Why transformation efforts fail
In Sydney, we had been working on executing a strategy for a couple of years, but the ‘hard things’ weren’t getting done, or at least, not getting done fast enough. It’s a competent team, but they were getting distracted with business as usual, and as you’d imagine, that was pretty frustrating for both me and them! So, in preparation for our workshop, I had them read an article from HBR that outlines why transformation efforts fail.
From the article:
“The most general lesson to be learned from the more successful cases is that the change process goes through a series of phases that, in total, usually require a considerable length of time. Skipping steps creates only the illusion of speed and never produces a satisfying result. A second very general lesson is that critical mistakes in any of the phases can have a devastating impact, slowing momentum and negating hard-won gains. Perhaps because we have relatively little experience in renewing organizations, even very capable people often make at least one big error.”
The author then goes on to list the seven errors that leaders make:
Error #1: Not establishing a great enough sense of urgency
Error # 2: Not creating a powerful enough guiding coalition
Error # 3: Lacking a vision
Error # 4: Under communicating vision by a factor of ten
Error # 5: Not removing obstacles to the new vision
Error # 6: Not systematically planning for and creating short-term wins
Error # 7: Declaring victory too soon
Error # 8: Not anchoring changes in the corporation’s culture
Read the article here: Leading Change: Why Transformation Efforts Fail
The Edison Ratio
The Sydney leadership team I mentioned above is brilliant at executing, but they needed to recognise why their efforts weren’t achieving the desired results. They were executing many things, but often just not the most important things. In an article I read this week, the problem of not executing ideas well was discussed brilliantly.
From the article:
“Genius, opined Thomas Edison, who had firsthand knowledge of the subject, consists of 1% inspiration and 99% perspiration. Call it the “Edison Ratio.” While one might haggle over the exact numbers, the Edison Ratio provides a useful benchmark for what it takes to make an inspired idea real. And it cuts straight to a key reason organizations often fail at innovation: They overemphasize innovation’s need for new ideas while remaining oblivious to — or eternally optimistic about — the volume of work necessary to execute each and every one of them.”
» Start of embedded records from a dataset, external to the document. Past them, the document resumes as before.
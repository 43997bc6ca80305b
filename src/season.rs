use std::collections::BTreeMap;
use indexmap::IndexMap;
use serde::{Deserialize, Serialize};
use sqlx::{FromRow, SqlitePool};
use crate::classes::normalize_class;
use crate::roster::{competitor_id, ScoreRow};
use crate::ruleset::Ruleset;
use crate::util::normalize_ws;

#[derive(Serialize, Deserialize, FromRow, Clone, Debug, PartialEq)]
pub struct SeasonRecord {
    pub show: String,
    pub class_base: String,
    pub competitor_id: String,
    pub competitor: String,
    pub score: f64,
}

#[derive(Serialize, Deserialize, Clone, Debug, PartialEq)]
pub struct SeasonStats {
    pub competitor_id: String,
    pub competitor: String,
    pub class_base: String,
    pub average: f64,
    pub season_high: f64,
    pub show_count: u32,
}

/// Collects the scores of one show, keeping the best score per class and competitor.
#[derive(Default, Debug)]
pub struct SeasonLedger {
    records: IndexMap<(String, String, String), SeasonRecord>,
}
impl SeasonLedger {
    pub fn new() -> Self {
        Self::default()
    }
    pub fn add_score(&mut self, show: &str, row: &ScoreRow, rules: &Ruleset) {
        let id = competitor_id(&row.competitor);
        if id.is_empty() || row.score <= 0.0 {
            return
        }
        let class_base = normalize_class(&row.class_raw, rules);
        let key = (show.to_string(), class_base.clone(), id.clone());
        let rec = self.records.entry(key).or_insert_with(|| SeasonRecord {
            show: show.to_string(),
            class_base,
            competitor_id: id,
            competitor: normalize_ws(&row.competitor),
            score: 0.0,
        });
        rec.score = rec.score.max(row.score);
    }
    pub fn is_empty(&self) -> bool {
        self.records.is_empty()
    }
    pub fn into_records(self) -> Vec<SeasonRecord> {
        self.records.into_values().collect()
    }
}

/// Season aggregates per (class, competitor), classes in name order, best average first.
pub fn season_stats(records: &[SeasonRecord]) -> Vec<SeasonStats> {
    let mut groups: BTreeMap<(&str, &str), Vec<&SeasonRecord>> = BTreeMap::new();
    for rec in records {
        groups.entry((rec.class_base.as_str(), rec.competitor_id.as_str())).or_default().push(rec);
    }
    let mut stats: Vec<SeasonStats> = groups.into_values()
        .filter_map(|recs| {
            let first = recs.first()?;
            let total: f64 = recs.iter().map(|r| r.score).sum();
            let season_high = recs.iter().map(|r| r.score).fold(0.0, f64::max);
            Some(SeasonStats {
                competitor_id: first.competitor_id.clone(),
                competitor: first.competitor.clone(),
                class_base: first.class_base.clone(),
                average: total / recs.len() as f64,
                season_high,
                show_count: recs.len() as u32,
            })
        })
        .collect();
    stats.sort_by(|a, b| a.class_base.cmp(&b.class_base)
        .then(b.average.total_cmp(&a.average)));
    stats
}

pub async fn replace_season_records(records: &[SeasonRecord], pool: &SqlitePool) -> anyhow::Result<()> {
    let mut txn = pool.begin().await?;
    sqlx::query("DELETE FROM season_records").execute(&mut *txn).await?;
    for rec in records {
        sqlx::query("INSERT INTO season_records (show, class_base, competitor_id, competitor, score) VALUES (?, ?, ?, ?, ?)")
            .bind(&rec.show)
            .bind(&rec.class_base)
            .bind(&rec.competitor_id)
            .bind(&rec.competitor)
            .bind(rec.score)
            .execute(&mut *txn)
            .await?;
    }
    txn.commit().await?;
    info!("Season ledger replaced, {} records", records.len());
    Ok(())
}

pub async fn load_season_records(class_base: Option<&str>, pool: &SqlitePool) -> Result<Vec<SeasonRecord>, sqlx::Error> {
    let qs = "SELECT show, class_base, competitor_id, competitor, score FROM season_records";
    match class_base {
        Some(class_base) => sqlx::query_as::<_, SeasonRecord>(&format!("{qs} WHERE class_base=? ORDER BY id"))
            .bind(class_base)
            .fetch_all(pool)
            .await,
        None => sqlx::query_as::<_, SeasonRecord>(&format!("{qs} ORDER BY id"))
            .fetch_all(pool)
            .await,
    }
}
The article then discusses Edison Ratio inversions, where leaders are all about the idea, not the execution, and then how that leads to innovation paralysis.
Here’s another short excerpt from the article:
“An example: Imagine someone has a brilliant idea as they’re brewing coffee in preparation for starting off their workday. They spend, oh, I dunno … let’s say they spend the morning fleshing it out before Zooming a likely victim to work on it.
Do the math: 4 hours to have the idea equals 1% of the total effort. That means making it real will require … hmmm … carry the 1 … 396 hours. That’s about 10 weeks to implement the brilliant idea.”
What’s interesting about that? Quarterly planning works in 13-week iterations, and the ideas decided on at a quarterly planning meeting are the 1% in the Edison rule. The 99% perspiration is the 13 weeks of execution in between.
The article is aimed at IT leaders, but I found it really good.
The Edison Ratio: What business and IT leaders get wrong about innovation
Revert to the mean
What do you mean things always revert to the mean?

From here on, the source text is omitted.